Second-hand Formula 3000 chassis were targeted immediately as a cheap source of cars in addition to local constructors, and under CAMS rules, all cars had to be at least one year old. Formula Holden also used a Dunlop control tyre in its early years. For the 1992 season cars constructed from carbon fibre were allowed. In 2006 an engine upgrade was made available to the 3.6 litre Alloytec V6 engine, although take-up of the Alloytec V6 was far from universal. The engines were usually mounted in ex- Formula 3000 chassis, a large number of which were sourced from the Formula Nippon championship in Japan, but also included cars from other sources and a few specifically designed for the class, like the Australian designed Cheetah, Elfin, Spa (designed by F1 designer Gary Anderson), and the Shrike cars which were designed and built by technical students at the Croydon Park Institute of TAFE in Adelaide.

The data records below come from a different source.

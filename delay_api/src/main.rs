use anyhow::Context;
use delay_api::{app, config::ServiceConfig, AppState};
use delay_model::{DelayModel, Features};
use std::sync::Arc;
use tracing_subscriber::EnvFilter;

#[tokio::main]
async fn main() -> anyhow::Result<()> {
    tracing_subscriber::fmt()
        .with_env_filter(EnvFilter::try_from_default_env().unwrap_or_else(|_| EnvFilter::new("info")))
        .init();

    let cfg = ServiceConfig::from_env()?;
    let paths = cfg.model_paths();

    let model = DelayModel::load(&paths).with_context(|| {
        format!(
            "failed to load model artifacts ({}, {})",
            paths.encoder.display(),
            paths.classifier.display()
        )
    })?;

    // Warmup to make sure the classifier accepts the feature width
    let _ = model.predict(&Features::zeros(1))?;
    tracing::info!("warmup predict ok");
    tracing::info!(
        "loaded model; {} encoder outputs, {} classifier inputs",
        model.encoder().n_features(),
        model.classifier().n_features()
    );

    let state = AppState {
        model: Arc::new(model),
        log_pred: cfg.log_pred,
    };

    let listener = tokio::net::TcpListener::bind(&cfg.bind_addr)
        .await
        .with_context(|| format!("failed to bind {}", cfg.bind_addr))?;
    tracing::info!("listening on {}", cfg.bind_addr);
    axum::serve(listener, app(state)).await?;
    Ok(())
}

Formula Holden was in essence a budget form of Formula 3000, the main difference being the engines. As detailed, Formula Holden ran the 3.8 Litre Holden V6 engines. Formula 3000, as its name suggests, ran 3.0 Litre V8 engines including the Cosworth DFV and later the popular Mugen-Honda which were capable of producing over 500 bhp (373 kW; 507 PS). As a guide to the speed difference between the two categories, television commentator and Formula Holden race driver Neil Crompton tested a Mugen powered Dome Japanese F3000 car at the Phillip Island Circuit in early 1990. The Dome (driven by regular drivers Ross Cheever and Thomas Danielsson) lapped the 4.445 km (2.762 mi) circuit in approximately 1:18 while two months later for the opening round of the 1990 Australian Drivers' Championship, the fastest Formula Holden qualifier was the Ralt RT21 of Simon Kane who qualified in 1:26.97. The Holden V6 engines reportedly had similar torque figures to the F3000 V8's, though they had around 180 bhp (134 kW; 182 PS) less than the V8's which saw the Australian cars have much less top speed.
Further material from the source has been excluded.